L’operazione avviata nello scorcio ultimo del Duemila dal giovanissimo ottantenne Leone potrebbe essere sintetizzata in quelle due parole che la leggenda attribuisce come estreme a Goethe: 'Mehr Licht'. Egli si è accinto a sfogliare col bisturi nello splendore del mattino per cercare innervazioni di altro splendore, dove i colori, più che apparire, si lasciano cogliere per sospetti e riti augurali; dove la dialettica cromatica gioca fondamentalmente la sua posta su tavolo della dissolvenza.
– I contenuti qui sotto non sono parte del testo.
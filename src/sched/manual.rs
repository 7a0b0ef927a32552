// Virtual-clock scheduler for deterministic tests
// Time only moves when the test calls advance(); due tasks run on the
// caller's thread at their exact fire time

use super::{Clock, Entry, Scheduler, Task, TimerId, TimerTag};
use std::collections::{BinaryHeap, HashSet};
use std::sync::Mutex;
use std::time::Duration;

struct ManualState {
    now: Duration,
    queue: BinaryHeap<Entry>,
    cancelled: HashSet<TimerId>,
    next_id: u64,
    next_seq: u64,
}

/// Scheduler driven by a virtual clock.
///
/// `advance` pops every task due up to the target instant and runs it with
/// the clock set to its fire time, so tasks that re-arm themselves (the
/// orchestra poll) or read the clock observe exact virtual timestamps.
pub struct ManualScheduler {
    state: Mutex<ManualState>,
}

impl ManualScheduler {
    pub fn new() -> Self {
        ManualScheduler {
            state: Mutex::new(ManualState {
                now: Duration::ZERO,
                queue: BinaryHeap::new(),
                cancelled: HashSet::new(),
                next_id: 0,
                next_seq: 0,
            }),
        }
    }

    /// Move the clock forward by `step`, running every task that comes due.
    pub fn advance(&self, step: Duration) {
        let target = self.state.lock().unwrap().now + step;

        loop {
            // Tasks run outside the lock: they may schedule or cancel.
            let task = {
                let mut state = self.state.lock().unwrap();
                let due = state
                    .queue
                    .peek()
                    .is_some_and(|entry| entry.fire_at <= target);

                if !due {
                    state.now = target;
                    None
                } else {
                    let entry = state.queue.pop().unwrap();
                    if state.cancelled.remove(&entry.id) {
                        continue;
                    }
                    state.now = entry.fire_at;
                    Some(entry.task)
                }
            };

            match task {
                Some(task) => task(),
                None => break,
            }
        }
    }

    /// Number of tasks still pending (cancelled ones excluded).
    pub fn pending(&self) -> usize {
        let state = self.state.lock().unwrap();
        state
            .queue
            .iter()
            .filter(|entry| !state.cancelled.contains(&entry.id))
            .count()
    }
}

impl Default for ManualScheduler {
    fn default() -> Self {
        Self::new()
    }
}

impl Clock for ManualScheduler {
    fn now(&self) -> Duration {
        self.state.lock().unwrap().now
    }
}

impl Scheduler for ManualScheduler {
    fn after(&self, delay: Duration, tag: TimerTag, task: Task) -> TimerId {
        let mut state = self.state.lock().unwrap();
        let id = TimerId(state.next_id);
        state.next_id += 1;
        let seq = state.next_seq;
        state.next_seq += 1;
        let fire_at = state.now + delay;

        state.queue.push(Entry {
            fire_at,
            seq,
            id,
            tag,
            task,
        });
        id
    }

    fn cancel(&self, id: TimerId) {
        let mut state = self.state.lock().unwrap();
        if state.queue.iter().any(|entry| entry.id == id) {
            state.cancelled.insert(id);
        }
    }

    fn cancel_tag(&self, tag: TimerTag) {
        let mut state = self.state.lock().unwrap();
        let ids: Vec<TimerId> = state
            .queue
            .iter()
            .filter(|entry| entry.tag == tag)
            .map(|entry| entry.id)
            .collect();
        state.cancelled.extend(ids);
    }
}
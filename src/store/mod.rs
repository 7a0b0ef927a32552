// Recording persistence boundary
// Stores hold frozen recordings under opaque ids; both save and load can
// fail and the core degrades instead of crashing

pub mod file;
pub mod serialization;

pub use file::FileStore;

use crate::session::action::{FormatVersion, Recording};
use std::collections::HashMap;

/// Opaque identifier a store hands out for a published recording.
pub type RecordingId = uuid::Uuid;

#[derive(Debug, thiserror::Error)]
pub enum StoreError {
    #[error("recording not found: {0}")]
    NotFound(RecordingId),

    #[error("no recording to save")]
    NothingToSave,

    #[error("unsupported recording format version {0}")]
    UnsupportedVersion(FormatVersion),

    #[error("invalid recording: {0}")]
    Invalid(String),

    #[error("JSON error: {0}")]
    Json(#[from] serde_json::Error),

    #[error("IO error: {0}")]
    Io(#[from] std::io::Error),
}

/// Save/load boundary for frozen recordings. A published recording is
/// immutable; stores never update in place.
pub trait RecordingStore {
    fn save(&mut self, recording: &Recording) -> Result<RecordingId, StoreError>;

    fn load(&self, id: RecordingId) -> Result<Recording, StoreError>;
}

/// In-memory store, mainly for tests and headless shells. Keeps the encoded
/// form so load exercises the same decode path as a real store.
#[derive(Debug, Default)]
pub struct MemoryStore {
    entries: HashMap<RecordingId, String>,
}

impl MemoryStore {
    pub fn new() -> Self {
        Self::default()
    }

    pub fn len(&self) -> usize {
        self.entries.len()
    }

    pub fn is_empty(&self) -> bool {
        self.entries.is_empty()
    }
}

impl RecordingStore for MemoryStore {
    fn save(&mut self, recording: &Recording) -> Result<RecordingId, StoreError> {
        let encoded = serialization::encode_recording(recording)?;
        let id = RecordingId::new_v4();
        self.entries.insert(id, encoded);
        Ok(id)
    }

    fn load(&self, id: RecordingId) -> Result<Recording, StoreError> {
        let encoded = self.entries.get(&id).ok_or(StoreError::NotFound(id))?;
        serialization::decode_recording(encoded)
    }
}

#[cfg(test)]
mod tests {
    use super::*;
    use crate::notes::Octave;
    use crate::session::action::{Action, ActionRecord};

    fn sample_recording() -> Recording {
        Recording::from_actions(vec![
            ActionRecord {
                offset_ms: 0,
                action: Action::StartRecording {
                    octave: Octave::default(),
                },
            },
            ActionRecord {
                offset_ms: 120,
                action: Action::StopRecording,
            },
        ])
    }

    #[test]
    fn test_memory_store_round_trip() {
        let mut store = MemoryStore::new();
        let recording = sample_recording();

        let id = store.save(&recording).unwrap();
        let loaded = store.load(id).unwrap();
        assert_eq!(loaded, recording);
    }

    #[test]
    fn test_memory_store_missing_id() {
        let store = MemoryStore::new();
        let err = store.load(RecordingId::new_v4()).unwrap_err();
        assert!(matches!(err, StoreError::NotFound(_)));
    }

    #[test]
    fn test_each_save_gets_a_fresh_id() {
        let mut store = MemoryStore::new();
        let recording = sample_recording();

        let first = store.save(&recording).unwrap();
        let second = store.save(&recording).unwrap();
        assert_ne!(first, second);
        assert_eq!(store.len(), 2);
    }
}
E’ la riscoperta del piacere della pittura, che scioglie i nodi delle aporie e delle separatezze, che, quindi, si affaccia su un nuovo orizzonte di libertà dove i valori non si certificano per autoreferenzialità e rinvii all’ancestralità, ma si sostanziano di trame narrative soffertamene allusive del presente e di trasparenze di pensiero, che accende vibrazioni luministiche, ma ha anche un suo filo rosso, come quel filo da graffito unico aggiratesi nella vicenda pittorica.
In tale operazione si comprendono tutti gli elementi che mancano lo stacco da un’epoca e l’inizio di una Rinascita.